Come far “fiorire” il cervello oltre la linea della giovinezza
I neuroni muoiono dai 30 anni in poi e non è chiaro se possono rinascere. Una neuroscienziata illustra i meccanismi della mente e quali sono le armi per contrastarne il declino
di Serena Zoli
«Emozioniamoci. Non perdiamo la voglia di meraviglia». È una neuroscienziata, di grande valore e lunga esperienza, a invitarci. Come cura per la mente. Lei lo fa, e pervade il libro su come mantenere sempre giovane il cervello di un entusiasmo contagioso che sposa i risultati di laboratorio con le variegate esperienze della vita, bilanciando rigore dei concetti e amabilità della scrittura.
È un libro per tutti, per il largo pubblico, questo La fioritura dei neuroni dedicato a Come far sbocciare la nostra intelligenza tutta la vita di Michela Matteoli che con lo stesso stile è riuscita a fare un bestseller del precedente Il talento del cervello parlando di temi francamente difficili.
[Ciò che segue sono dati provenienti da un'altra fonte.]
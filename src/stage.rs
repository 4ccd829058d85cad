//! Source staging
//!
//! Copies the application tree into the image as `app/`. The layer is keyed
//! by the dependency fingerprint plus a hash of the tree, so editing source
//! rebuilds only this layer while a new lock file rebuilds both.

use crate::config::schema::SourceConfig;
use crate::error::{DockyardError, DockyardResult};
use crate::layer::{BuildLayer, Fingerprinter, LayerStore};
use crate::pipeline::{Stage, StageOutcome};
use crate::runtime::RuntimeEnvironment;
use sha2::{Digest, Sha256};
use std::path::{Path, PathBuf};
use tokio::fs;
use tracing::{debug, info};

/// Staged application directory inside the layer
pub const APP_DIR: &str = "app";

/// Names never staged regardless of configuration
const ALWAYS_EXCLUDED: &[&str] = &[".git", ".dockyard"];

/// A file discovered in the source tree
#[derive(Debug)]
struct SourceFile {
    /// Path relative to the source root, `/`-separated
    relative: String,
    absolute: PathBuf,
}

/// Stages the application source
pub struct Stager<'a> {
    config: &'a SourceConfig,
    build_root: &'a Path,
}

impl<'a> Stager<'a> {
    pub fn new(config: &'a SourceConfig, build_root: &'a Path) -> Self {
        Self { config, build_root }
    }

    /// Copy the source tree into the image, or reuse the cached copy
    pub async fn stage(
        &self,
        store: &mut LayerStore,
        mut environment: RuntimeEnvironment,
        deps_layer: &BuildLayer,
    ) -> DockyardResult<(RuntimeEnvironment, StageOutcome)> {
        let source = self.config.dir.clone();
        let files = self.collect(&source).await?;
        let tree_hash = tree_hash(&files).await?;

        let mut fp = Fingerprinter::new("source").parent(&deps_layer.fingerprint);
        fp.input("tree", tree_hash.as_bytes());
        let fingerprint = fp.finish();

        if let Some(layer) = store.lookup(Stage::Source, &fingerprint).cloned() {
            info!("Source unchanged, reusing staged tree");
            environment.app_dir = Some(layer.output.join(APP_DIR));
            return Ok((
                environment,
                StageOutcome {
                    stage: Stage::Source,
                    layer,
                    cached: true,
                },
            ));
        }

        info!("Staging {} source files from {}", files.len(), source.display());
        let work = store.begin(Stage::Source, &fingerprint).await?;
        let app = work.staging.join(APP_DIR);
        if let Err(e) = copy_files(&files, &app).await {
            store.abort(work).await;
            return Err(e);
        }
        let layer = store.commit(work).await?;

        environment.app_dir = Some(layer.output.join(APP_DIR));
        Ok((
            environment,
            StageOutcome {
                stage: Stage::Source,
                layer,
                cached: false,
            },
        ))
    }

    fn is_excluded(&self, name: &str) -> bool {
        ALWAYS_EXCLUDED.contains(&name) || self.config.exclude.iter().any(|e| e == name)
    }

    /// Walk the tree in a stable order, skipping excluded names and the
    /// build root itself
    async fn collect(&self, source: &Path) -> DockyardResult<Vec<SourceFile>> {
        let is_dir = fs::metadata(source).await.map(|m| m.is_dir()).unwrap_or(false);
        if !is_dir {
            return Err(DockyardError::SourceCopyFailed {
                path: source.to_path_buf(),
                reason: "source directory does not exist".to_string(),
            });
        }

        let build_root = fs::canonicalize(self.build_root).await.ok();
        let mut files = Vec::new();
        let mut pending = vec![(source.to_path_buf(), String::new())];

        while let Some((dir, prefix)) = pending.pop() {
            if let Some(ref root) = build_root {
                if fs::canonicalize(&dir).await.is_ok_and(|d| d == *root) {
                    continue;
                }
            }

            for entry in read_dir_sorted(&dir).await? {
                let name = entry.file_name().to_string_lossy().into_owned();
                if self.is_excluded(&name) {
                    continue;
                }
                let path = entry.path();
                let relative = if prefix.is_empty() {
                    name
                } else {
                    format!("{}/{}", prefix, name)
                };

                let file_type = entry.file_type().await.map_err(|e| copy_error(&path, e))?;
                if file_type.is_dir() {
                    pending.push((path, relative));
                } else if file_type.is_file() {
                    files.push(SourceFile {
                        relative,
                        absolute: path,
                    });
                } else {
                    debug!("Skipping non-regular file {}", path.display());
                }
            }
        }

        files.sort_by(|a, b| a.relative.cmp(&b.relative));
        Ok(files)
    }
}

async fn read_dir_sorted(dir: &Path) -> DockyardResult<Vec<fs::DirEntry>> {
    let mut reader = fs::read_dir(dir).await.map_err(|e| copy_error(dir, e))?;
    let mut entries = Vec::new();
    while let Some(entry) = reader.next_entry().await.map_err(|e| copy_error(dir, e))? {
        entries.push(entry);
    }
    entries.sort_by_key(|e| e.file_name());
    Ok(entries)
}

/// Hash of sorted relative paths and file contents
async fn tree_hash(files: &[SourceFile]) -> DockyardResult<String> {
    let mut hasher = Sha256::new();
    for file in files {
        let content = fs::read(&file.absolute)
            .await
            .map_err(|e| copy_error(&file.absolute, e))?;
        hasher.update((file.relative.len() as u64).to_le_bytes());
        hasher.update(file.relative.as_bytes());
        hasher.update((content.len() as u64).to_le_bytes());
        hasher.update(&content);
    }
    Ok(hex::encode(hasher.finalize()))
}

async fn copy_files(files: &[SourceFile], dest: &Path) -> DockyardResult<()> {
    fs::create_dir_all(dest).await.map_err(|e| copy_error(dest, e))?;
    for file in files {
        let target = dest.join(&file.relative);
        if let Some(parent) = target.parent() {
            fs::create_dir_all(parent).await.map_err(|e| copy_error(parent, e))?;
        }
        fs::copy(&file.absolute, &target)
            .await
            .map_err(|e| copy_error(&file.absolute, e))?;
    }
    Ok(())
}

fn copy_error(path: &Path, e: std::io::Error) -> DockyardError {
    DockyardError::SourceCopyFailed {
        path: path.to_path_buf(),
        reason: e.to_string(),
    }
}
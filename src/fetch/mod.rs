//! Artifact fetching
//!
//! Provides the `ArtifactFetcher` trait and its backends:
//! - `HttpFetcher` for `http://` and `https://` indexes
//! - `LocalFetcher` for `file://` URLs and plain directory mirrors

mod http;
mod local;

pub use http::HttpFetcher;
pub use local::LocalFetcher;

use crate::config::schema::DependenciesConfig;
use crate::error::DockyardResult;
use crate::lock::LockEntry;
use async_trait::async_trait;
use std::sync::Arc;
use std::time::Duration;

/// Source of package artifacts
///
/// Implementations fetch exactly once per call; retrying is left to
/// whoever re-runs the stage.
#[async_trait]
pub trait ArtifactFetcher: Send + Sync {
    /// Fetch the artifact bytes for a locked package
    async fn fetch(&self, entry: &LockEntry) -> DockyardResult<Vec<u8>>;

    /// Human-readable backend name for display
    fn backend_name(&self) -> &'static str;
}

/// Location of an entry's artifact: its own `url`, or the index template
pub fn artifact_url(template: &str, index: &str, entry: &LockEntry) -> String {
    if let Some(ref url) = entry.url {
        return url.clone();
    }
    template
        .replace("{index}", index.trim_end_matches('/'))
        .replace("{name}", &entry.name)
        .replace("{version}", &entry.version.to_string())
}

/// File name an artifact is stored under inside its package directory
pub fn artifact_file_name(url: &str) -> String {
    url.rsplit('/')
        .next()
        .map(|s| s.split(['?', '#']).next().unwrap_or(s))
        .filter(|s| !s.is_empty() && *s != "." && *s != "..")
        .unwrap_or("artifact")
        .to_string()
}

/// Create the fetcher for the configured index
pub fn create_fetcher(config: &DependenciesConfig) -> Arc<dyn ArtifactFetcher> {
    let template = config.url_template.clone();
    let index = config.index_url.clone();

    if index.starts_with("http://") || index.starts_with("https://") {
        Arc::new(HttpFetcher::new(
            template,
            index,
            Duration::from_secs(config.timeout_secs),
        ))
    } else {
        Arc::new(LocalFetcher::new(template, index))
    }
}
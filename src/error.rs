//! Error types for Dockyard
//!
//! All modules use `DockyardResult<T>` as their return type. Pipeline
//! failures carry a stable kind name and a distinct process exit code.

use crate::pipeline::Stage;
use std::path::PathBuf;
use thiserror::Error;

/// Result type alias for Dockyard operations
pub type DockyardResult<T> = Result<T, DockyardError>;

/// All errors that can occur in Dockyard
#[derive(Error, Debug)]
pub enum DockyardError {
    // Lock file errors
    #[error("Malformed lock file {path}: {reason}")]
    MalformedLockFile { path: PathBuf, reason: String },

    #[error("Package {name} is locked more than once with conflicting versions")]
    DuplicatePackage { name: String },

    // Toolchain errors
    #[error("Required toolchain component not available: {component}")]
    ToolchainUnavailable { component: String },

    // Dependency errors
    #[error("Integrity check failed for {package}: expected {expected}, got {actual}")]
    IntegrityViolation {
        package: String,
        expected: String,
        actual: String,
    },

    #[error("Failed to fetch {package}: {reason}")]
    NetworkFetchFailed { package: String, reason: String },

    // Source errors
    #[error("Failed to copy source {path}: {reason}")]
    SourceCopyFailed { path: PathBuf, reason: String },

    // Service errors
    #[error("Entry point not found: {entry}")]
    EntryPointNotFound { entry: String },

    #[error("Address already in use: {addr}")]
    BindAddressInUse { addr: String },

    #[error("Worker failed to start: {0}")]
    WorkerStart(String),

    // Pipeline wrapper
    #[error("[{stage}] {}: {source}", .source.kind())]
    StageFailed {
        stage: Stage,
        #[source]
        source: Box<DockyardError>,
    },

    // Configuration errors
    #[error("Invalid configuration at {path}: {reason}")]
    ConfigInvalid { path: PathBuf, reason: String },

    #[error("Failed to create config directory {path}: {source}")]
    ConfigDirCreate {
        path: PathBuf,
        #[source]
        source: std::io::Error,
    },

    // IO errors
    #[error("IO error: {context}")]
    Io {
        context: String,
        #[source]
        source: std::io::Error,
    },

    // Process errors
    #[error("Command failed: {command}")]
    CommandFailed {
        command: String,
        #[source]
        source: std::io::Error,
    },

    #[error("Command execution error: {command}, stderr: {stderr}")]
    CommandExecution { command: String, stderr: String },

    // Serialization errors
    #[error("JSON error: {0}")]
    Json(#[from] serde_json::Error),

    #[error("TOML parse error: {0}")]
    TomlParse(#[from] toml::de::Error),

    #[error("TOML serialize error: {0}")]
    TomlSerialize(#[from] toml::ser::Error),

    // General errors
    #[error("Internal error: {0}")]
    Internal(String),

    #[error("{0}")]
    User(String),
}

impl DockyardError {
    /// Create an IO error with context
    pub fn io(context: impl Into<String>, source: std::io::Error) -> Self {
        Self::Io {
            context: context.into(),
            source,
        }
    }

    /// Create a command failed error
    pub fn command_failed(command: impl Into<String>, source: std::io::Error) -> Self {
        Self::CommandFailed {
            command: command.into(),
            source,
        }
    }

    /// Create a command execution error
    pub fn command_exec(command: impl Into<String>, stderr: impl Into<String>) -> Self {
        Self::CommandExecution {
            command: command.into(),
            stderr: stderr.into(),
        }
    }

    /// Wrap this error with the pipeline stage it halted in
    pub fn in_stage(self, stage: Stage) -> Self {
        match self {
            already @ Self::StageFailed { .. } => already,
            other => Self::StageFailed {
                stage,
                source: Box::new(other),
            },
        }
    }

    /// The innermost error, unwrapping any stage context
    pub fn root(&self) -> &DockyardError {
        match self {
            Self::StageFailed { source, .. } => source.root(),
            other => other,
        }
    }

    /// Stable name of the error kind
    pub fn kind(&self) -> &'static str {
        match self.root() {
            Self::MalformedLockFile { .. } => "MalformedLockFile",
            Self::DuplicatePackage { .. } => "DuplicatePackage",
            Self::ToolchainUnavailable { .. } => "ToolchainUnavailable",
            Self::IntegrityViolation { .. } => "IntegrityViolation",
            Self::NetworkFetchFailed { .. } => "NetworkFetchFailed",
            Self::SourceCopyFailed { .. } => "SourceCopyFailed",
            Self::EntryPointNotFound { .. } => "EntryPointNotFound",
            Self::BindAddressInUse { .. } => "BindAddressInUse",
            Self::WorkerStart(_) => "WorkerStart",
            Self::ConfigInvalid { .. } | Self::ConfigDirCreate { .. } => "ConfigInvalid",
            Self::Io { .. } => "Io",
            Self::CommandFailed { .. } | Self::CommandExecution { .. } => "CommandFailed",
            Self::Json(_) | Self::TomlParse(_) | Self::TomlSerialize(_) => "Serialization",
            Self::Internal(_) => "Internal",
            Self::User(_) => "User",
            Self::StageFailed { .. } => unreachable!("root() never returns a stage wrapper"),
        }
    }

    /// Process exit code for this error
    pub fn exit_code(&self) -> u8 {
        match self.root() {
            Self::MalformedLockFile { .. } => 10,
            Self::DuplicatePackage { .. } => 11,
            Self::ToolchainUnavailable { .. } => 12,
            Self::IntegrityViolation { .. } => 13,
            Self::NetworkFetchFailed { .. } => 14,
            Self::SourceCopyFailed { .. } => 15,
            Self::EntryPointNotFound { .. } => 16,
            Self::BindAddressInUse { .. } => 17,
            Self::ConfigInvalid { .. } | Self::ConfigDirCreate { .. } => 2,
            _ => 1,
        }
    }

    /// Check if an external orchestrator may re-run the failing stage
    pub fn is_retryable(&self) -> bool {
        matches!(self.root(), Self::NetworkFetchFailed { .. })
    }

    /// Get actionable hint for the error
    pub fn hint(&self) -> Option<&'static str> {
        match self.root() {
            Self::IntegrityViolation { .. } => {
                Some("The artifact or the lock file has been tampered with; regenerate the lock file")
            }
            Self::NetworkFetchFailed { .. } => {
                Some("Check dependencies.index_url and re-run the build")
            }
            Self::BindAddressInUse { .. } => {
                Some("Stop the other listener or change service.port and image.expose")
            }
            Self::EntryPointNotFound { .. } => Some("Check service.entry (format: module:object)"),
            Self::ToolchainUnavailable { .. } => {
                Some("Install the component or set toolchain.install_command")
            }
            _ => None,
        }
    }
}
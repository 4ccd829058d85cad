//! CLI command implementations

pub mod build;
pub mod cache;
pub mod completions;
pub mod config;
pub mod init;
pub mod lock;
pub mod run;
pub mod status;

pub use build::execute as build;
pub use cache::execute as cache;
pub use completions::execute as completions;
pub use config::execute as config;
pub use init::execute as init;
pub use lock::execute as lock;
pub use run::execute as run;
pub use status::execute as status;

use crate::audit::AuditLog;
use crate::config::Config;
use crate::fetch::create_fetcher;
use crate::pipeline::Pipeline;
use crate::toolchain::CommandPackages;
use std::path::PathBuf;
use std::sync::Arc;

/// Effective configuration for one invocation and where it came from
#[derive(Debug, Clone)]
pub struct ProjectContext {
    pub config: Config,
    /// Directory relative config paths were resolved against
    pub project_dir: PathBuf,
    /// Global config file (may not exist)
    pub global_path: PathBuf,
    /// Project `dockyard.toml`, if one was loaded
    pub local_path: Option<PathBuf>,
}

impl ProjectContext {
    /// Where a project-level setting would be written
    pub fn local_config_path(&self) -> PathBuf {
        self.local_path
            .clone()
            .unwrap_or_else(|| self.project_dir.join(crate::config::LOCAL_CONFIG_NAME))
    }
}

/// Pipeline wired to the configured package manager and artifact index
pub fn pipeline(config: &Config) -> Pipeline {
    Pipeline::new(
        config.clone(),
        Arc::new(CommandPackages::new(&config.toolchain)),
        create_fetcher(&config.dependencies),
        AuditLog::new(config),
    )
}
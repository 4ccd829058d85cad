//! HTTP(S) artifact fetcher

use super::{artifact_url, ArtifactFetcher, LocalFetcher};
use crate::error::{DockyardError, DockyardResult};
use crate::lock::LockEntry;
use async_trait::async_trait;
use std::time::Duration;
use tracing::debug;

/// Upper bound on a single artifact download
const MAX_ARTIFACT_BYTES: u64 = 1024 * 1024 * 1024;

/// Fetches artifacts over HTTP(S) with a blocking agent off the runtime
pub struct HttpFetcher {
    template: String,
    index: String,
    agent: ureq::Agent,
}

impl HttpFetcher {
    pub fn new(template: String, index: String, timeout: Duration) -> Self {
        let agent: ureq::Agent = ureq::Agent::config_builder()
            .timeout_global(Some(timeout))
            .build()
            .into();
        Self {
            template,
            index,
            agent,
        }
    }
}

fn get(agent: &ureq::Agent, url: &str) -> Result<Vec<u8>, ureq::Error> {
    let mut response = agent.get(url).call()?;
    response
        .body_mut()
        .with_config()
        .limit(MAX_ARTIFACT_BYTES)
        .read_to_vec()
}

#[async_trait]
impl ArtifactFetcher for HttpFetcher {
    async fn fetch(&self, entry: &LockEntry) -> DockyardResult<Vec<u8>> {
        let url = artifact_url(&self.template, &self.index, entry);

        // Entries may pin their own file:// URL even with an HTTP index
        if url.starts_with("file://") {
            return LocalFetcher::new(self.template.clone(), self.index.clone())
                .fetch(entry)
                .await;
        }

        debug!("GET {}", url);
        let agent = self.agent.clone();
        let request_url = url.clone();
        let result = tokio::task::spawn_blocking(move || get(&agent, &request_url))
            .await
            .map_err(|e| DockyardError::Internal(format!("fetch task failed: {}", e)))?;

        result.map_err(|e| DockyardError::NetworkFetchFailed {
            package: entry.name.clone(),
            reason: format!("{}: {}", url, e),
        })
    }

    fn backend_name(&self) -> &'static str {
        "http"
    }
}
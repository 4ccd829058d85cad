//! Terminal UI
//!
//! `cliclack` for framed interactive output and prompts, `indicatif` for
//! the build bar, plain bracketed lines in CI and non-TTY environments.

mod context;
mod output;
mod progress;
mod prompts;
mod theme;

pub use context::UiContext;
pub use output::{
    intro, key_value, outro, remark, section, step, step_info, step_ok, step_warn, Status,
};
pub use progress::{BuildProgress, TaskSpinner};
pub use prompts::confirm;
pub use theme::{init_theme, DockyardTheme};
//! Dockyard - layer-cached build-and-bootstrap pipeline
//!
//! Turns a dependency lock file and an application source tree into a
//! running network service. Each stage (toolchain, dependencies, source)
//! produces a content-addressed layer that is reused while its inputs
//! are unchanged.

pub mod audit;
pub mod cli;
pub mod command;
pub mod config;
pub mod error;
pub mod fetch;
pub mod install;
pub mod layer;
pub mod lock;
pub mod pipeline;
pub mod runtime;
pub mod service;
pub mod stage;
pub mod toolchain;
pub mod ui;

pub use error::{DockyardError, DockyardResult};
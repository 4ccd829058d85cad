//! Content-addressed build layers
//!
//! Every pipeline stage produces one layer under the build root. A layer's
//! output is reused if and only if its input fingerprint matches the last
//! successful build of that stage.
//!
//! # Layer States
//!
//! | State | Reusable | Description |
//! |-------|----------|-------------|
//! | Building | no | In progress or crashed |
//! | Complete | yes | Finalized, immutable |

pub mod fingerprint;
pub mod store;

pub use fingerprint::Fingerprinter;
pub use store::{BuildState, LayerStore, LayerWork};

use crate::pipeline::Stage;
use chrono::{DateTime, Utc};
use serde::{Deserialize, Serialize};
use std::fmt;
use std::path::PathBuf;

/// State of a recorded layer
#[derive(Debug, Clone, Copy, PartialEq, Eq, Serialize, Deserialize)]
#[serde(rename_all = "lowercase")]
pub enum LayerState {
    /// Work started but never committed
    Building,
    /// Committed and immutable
    Complete,
}

impl fmt::Display for LayerState {
    fn fmt(&self, f: &mut fmt::Formatter<'_>) -> fmt::Result {
        match self {
            Self::Building => write!(f, "building"),
            Self::Complete => write!(f, "complete"),
        }
    }
}

/// A recorded build layer
#[derive(Debug, Clone, Serialize, Deserialize)]
pub struct BuildLayer {
    /// Pipeline stage that produced the layer
    pub stage: Stage,
    /// Input fingerprint (full hex)
    pub fingerprint: String,
    /// Output directory
    pub output: PathBuf,
    /// Current state
    pub state: LayerState,
    /// When the layer was (last) started
    pub created_at: DateTime<Utc>,
}

impl BuildLayer {
    /// Directory name for a stage's output with the given fingerprint
    pub fn dir_name(stage: Stage, fingerprint: &str) -> String {
        format!("{}-{}", stage, &fingerprint[..12.min(fingerprint.len())])
    }

    /// First 12 hex chars of the fingerprint
    pub fn short_fingerprint(&self) -> &str {
        &self.fingerprint[..12.min(self.fingerprint.len())]
    }

    /// Whether this record can satisfy a build with `fingerprint`
    pub fn is_reusable_for(&self, fingerprint: &str) -> bool {
        self.state == LayerState::Complete
            && self.fingerprint == fingerprint
            && self.output.is_dir()
    }
}

#[cfg(test)]
mod tests {
    use super::*;
    use tempfile::TempDir;

    fn layer(output: PathBuf, state: LayerState) -> BuildLayer {
        BuildLayer {
            stage: Stage::Dependencies,
            fingerprint: "a1b2c3d4e5f6a7b8".to_string(),
            output,
            state,
            created_at: Utc::now(),
        }
    }

    #[test]
    fn dir_name_uses_short_fingerprint() {
        assert_eq!(
            BuildLayer::dir_name(Stage::Source, "0123456789abcdef"),
            "source-0123456789ab"
        );
    }

    #[test]
    fn complete_layer_with_output_is_reusable() {
        let dir = TempDir::new().unwrap();
        let l = layer(dir.path().to_path_buf(), LayerState::Complete);
        assert!(l.is_reusable_for("a1b2c3d4e5f6a7b8"));
        assert!(!l.is_reusable_for("ffffffffffffffff"));
    }

    #[test]
    fn building_layer_is_never_reusable() {
        let dir = TempDir::new().unwrap();
        let l = layer(dir.path().to_path_buf(), LayerState::Building);
        assert!(!l.is_reusable_for("a1b2c3d4e5f6a7b8"));
    }

    #[test]
    fn missing_output_is_not_reusable() {
        let dir = TempDir::new().unwrap();
        let l = layer(dir.path().join("gone"), LayerState::Complete);
        assert!(!l.is_reusable_for("a1b2c3d4e5f6a7b8"));
    }

    #[test]
    fn layer_state_serializes_lowercase() {
        let json = serde_json::to_string(&LayerState::Complete).unwrap();
        assert_eq!(json, "\"complete\"");
    }
}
«Il cervello siamo noi», esordisce, ma più avanti dirà che siamo ben più della somma di tutte le cellule nervose pur senza uscire dalla scienza e sfociare nella metafisica. Noi siamo sì quei neuroni che però dai 30 anni in poi cominciano a morire e che da quando il nostro organismo è completato non rinascono più. Così hanno stabilito le ricerche del premio Nobel 1906, lo spagnolo Santiago Ramòn y Cajal, lasciando un grande punto interrogativo e sgomento tra gli scienziati: eppure grandi artisti e studiosi hanno compiuto opere insigni a 80 anni e oltre. Sì, c’è la “fioritura delle sinapsi”, cioè dei legami tra cellule nervose, a compensare. Tuttavia…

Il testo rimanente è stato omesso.